Moderna COVID-19 vaccine appears safe, shows signs of labor in older people – study


CHICAGO (Reuters) – Results of an early safety study of Moderna Inc’s coronavirus vaccine candidate in older adults showed it produced virus-neutralizing antibodies at levels similar to those seen in young adults , with side effects roughly comparable to those of high-dose influenza vaccines, researchers said Tuesday.

The study, published in the New England Journal of Medicine, offers a more complete picture of vaccine safety in the elderly, a group at increased risk for serious complications from COVID-19.

The results are reassuring because immunity tends to wane with age, said Dr. Evan Anderson, one of the lead researchers in the study from Emory University in Atlanta, in a telephone interview. .

The study was an extension of Moderna’s Phase I safety trial, initially conducted in people aged 18 to 55. He tested two doses of Moderna’s vaccine – 25 micrograms and 100 micrograms – in 40 adults aged 56 to 70 and 71 and older.

Overall, the team found that in older adults who received two injections of the 100 microgram dose 28 days apart, the vaccine produced immune responses roughly similar to those seen in young people. adults.

Moderna is already testing the highest dose in a large Phase III trial, the last step before seeking emergency clearance or approval.

Side effects, which included headache, fatigue, body aches, chills, and pain at the injection site, were rated as mostly mild to moderate.

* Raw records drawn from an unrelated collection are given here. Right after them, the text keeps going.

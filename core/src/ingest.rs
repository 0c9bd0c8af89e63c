//! Edge-list ingestion: one `src dst` pair per non-empty line.

use std::fs::File;
use std::io::{self, BufRead, BufReader};
use std::path::Path;
use std::time::Instant;

use tracing::debug;

use crate::error::{GraphError, Result};
use crate::graph::{NodeId, MAX_NODES};

/// Largest id accepted from input; keeps `max_id + 1` addressable.
const MAX_NODE_ID: u64 = MAX_NODES as u64 - 1;

/// Parsed input: edges in file order and the implied node universe.
#[derive(Debug, Clone, Default, PartialEq, Eq)]
pub struct EdgeList {
    pub edges: Vec<(NodeId, NodeId)>,
    /// `max(id) + 1`, or 0 when there are no edges.
    pub node_count: usize,
}

impl EdgeList {
    pub fn edge_count(&self) -> usize {
        self.edges.len()
    }
}

#[derive(Debug, Clone, Copy, Default, PartialEq, Eq)]
pub struct IngestOptions {
    /// Skip lines whose first token starts with `#` (SNAP-style headers).
    pub skip_comments: bool,
}

/// Read and validate the edge list at `path`.
pub fn parse(path: impl AsRef<Path>, options: IngestOptions) -> Result<EdgeList> {
    let path = path.as_ref();
    let file = File::open(path).map_err(|e| GraphError::unavailable(path, e))?;
    parse_reader(BufReader::new(file), path, options)
}

/// Parse an edge list from any buffered reader. `source` names the input in errors.
pub fn parse_reader<R: BufRead>(
    mut reader: R,
    source: impl AsRef<Path>,
    options: IngestOptions,
) -> Result<EdgeList> {
    let source = source.as_ref();
    let start = Instant::now();

    let mut edges = Vec::new();
    let mut max_id: Option<NodeId> = None;
    let mut line = String::new();
    let mut line_no = 0usize;

    loop {
        line.clear();
        let read = reader.read_line(&mut line).map_err(|e| match e.kind() {
            io::ErrorKind::InvalidData => {
                GraphError::malformed(source, line_no + 1, "", "line is not valid UTF-8")
            }
            _ => GraphError::unavailable(source, e),
        })?;
        if read == 0 {
            break;
        }
        line_no += 1;

        let (from, to) = match parse_line(&line, options) {
            Ok(Some(pair)) => pair,
            Ok(None) => continue,
            Err(reason) => return Err(GraphError::malformed(source, line_no, &line, reason)),
        };
        let from = checked_id(from)?;
        let to = checked_id(to)?;
        max_id = max_id.max(Some(from.max(to)));
        edges.push((from, to));
    }

    let node_count = max_id.map_or(0, |id| id as usize + 1);
    debug!(
        source = %source.display(),
        lines = line_no,
        edges = edges.len(),
        node_count,
        elapsed_ms = start.elapsed().as_secs_f64() * 1000.0,
        "parsed edge list"
    );

    Ok(EdgeList { edges, node_count })
}

/// `Ok(None)` for blank (or skipped comment) lines.
fn parse_line(
    line: &str,
    options: IngestOptions,
) -> std::result::Result<Option<(u64, u64)>, String> {
    let mut fields = line.split_whitespace();
    let Some(first) = fields.next() else {
        return Ok(None);
    };
    if options.skip_comments && first.starts_with('#') {
        return Ok(None);
    }
    let Some(second) = fields.next() else {
        return Err("expected two node ids, found one".to_string());
    };
    if fields.next().is_some() {
        return Err("expected two node ids, found more".to_string());
    }
    Ok(Some((parse_id(first)?, parse_id(second)?)))
}

fn parse_id(token: &str) -> std::result::Result<u64, String> {
    if !token.bytes().all(|b| b.is_ascii_digit()) {
        return Err(format!("invalid node id {token:?}"));
    }
    token
        .parse::<u64>()
        .map_err(|_| format!("node id {token:?} does not fit in 64 bits"))
}

fn checked_id(id: u64) -> Result<NodeId> {
    if id > MAX_NODE_ID {
        return Err(GraphError::capacity("node id", id, Some(MAX_NODE_ID)));
    }
    Ok(id as NodeId)
}

#[cfg(test)]
mod tests {
    use super::*;
    use std::io::Cursor;

    fn parse_str(input: &str) -> Result<EdgeList> {
        parse_reader(Cursor::new(input), "test.txt", IngestOptions::default())
    }

    #[test]
    fn test_parse_basic() {
        let list = parse_str("0 1\n1 2\n2 3\n0 3\n3 3\n").unwrap();
        assert_eq!(list.edges, vec![(0, 1), (1, 2), (2, 3), (0, 3), (3, 3)]);
        assert_eq!(list.node_count, 4);
    }

    #[test]
    fn test_parse_empty_input() {
        let list = parse_str("").unwrap();
        assert_eq!(list.edge_count(), 0);
        assert_eq!(list.node_count, 0);
    }

    #[test]
    fn test_parse_blank_lines_and_mixed_whitespace() {
        let list = parse_str("\n  0\t5  \r\n\n   \n7 2").unwrap();
        assert_eq!(list.edges, vec![(0, 5), (7, 2)]);
        assert_eq!(list.node_count, 8);
    }

    #[test]
    fn test_parse_node_count_from_destination() {
        let list = parse_str("0 9\n").unwrap();
        assert_eq!(list.node_count, 10);
    }

    #[test]
    fn test_parse_rejects_words() {
        let err = parse_str("0 1\nabc def\n").unwrap_err();
        match err {
            GraphError::MalformedInput { line, content, .. } => {
                assert_eq!(line, 2);
                assert_eq!(content, "abc def");
            }
            other => panic!("unexpected error: {other}"),
        }
    }

    #[test]
    fn test_parse_line_numbers_count_blank_lines() {
        let err = parse_str("0 1\n\n\n4\n").unwrap_err();
        assert!(matches!(err, GraphError::MalformedInput { line: 4, .. }));
    }

    #[test]
    fn test_parse_rejects_negative_and_signed() {
        assert!(matches!(
            parse_str("-1 2\n"),
            Err(GraphError::MalformedInput { line: 1, .. })
        ));
        assert!(matches!(
            parse_str("+1 2\n"),
            Err(GraphError::MalformedInput { line: 1, .. })
        ));
    }

    #[test]
    fn test_parse_rejects_extra_fields() {
        assert!(matches!(
            parse_str("1 2 0.5\n"),
            Err(GraphError::MalformedInput { line: 1, .. })
        ));
    }

    #[test]
    fn test_parse_rejects_oversized_id() {
        let err = parse_str("0 4294967295\n").unwrap_err();
        assert!(matches!(err, GraphError::Capacity { what: "node id", .. }));
        let err = parse_str("0 99999999999999999999999\n").unwrap_err();
        assert!(matches!(err, GraphError::MalformedInput { .. }));
    }

    #[test]
    fn test_comments_rejected_by_default() {
        assert!(matches!(
            parse_str("# FromNodeId ToNodeId\n0 1\n"),
            Err(GraphError::MalformedInput { line: 1, .. })
        ));
    }

    #[test]
    fn test_comments_skipped_when_enabled() {
        let options = IngestOptions {
            skip_comments: true,
        };
        let input = "# Directed graph\n# Nodes: 3 Edges: 2\n0 1\n  #indented\n1 2\n";
        let list = parse_reader(Cursor::new(input), "snap.txt", options).unwrap();
        assert_eq!(list.edges, vec![(0, 1), (1, 2)]);
        assert_eq!(list.node_count, 3);
    }

    #[test]
    fn test_parse_missing_file() {
        let err = parse("/definitely/not/here.txt", IngestOptions::default()).unwrap_err();
        assert!(matches!(err, GraphError::ResourceUnavailable { .. }));
    }

    #[test]
    fn test_parse_invalid_utf8() {
        let bytes: &[u8] = b"0 1\n\xff\xfe 2\n";
        let err = parse_reader(bytes, "bin.txt", IngestOptions::default()).unwrap_err();
        assert!(matches!(err, GraphError::MalformedInput { line: 2, .. }));
    }
}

In at least two cases, however, the volunteers had severe reactions.

One of them developed a grade three fever, rated at 102.2 degrees Fahrenheit (39 ° C) or higher, after receiving the lowest dose of vaccine. Another developed fatigue so severe that it temporarily prevented daily activities, Anderson said.

Typically, the side effects occurred soon after receiving the vaccine and went away quickly, he said.

“It’s similar to what a lot of older adults will go through with the high-dose influenza vaccine,” Anderson said. “They may feel bad or have a fever.”

Norman Hulme, a 65-year-old senior media developer at Emory who took the lowest dose of the vaccine, said he felt compelled to participate in the trial after seeing first responders in New York City and around the world. Washington State fight the virus.

“I really didn’t have any side effects,” said Hulme, who grew up in the New York area.

Hulme said he was aware Moderna’s vaccine used new technology and there might be a risk in taking it, but said: “Someone had to do it.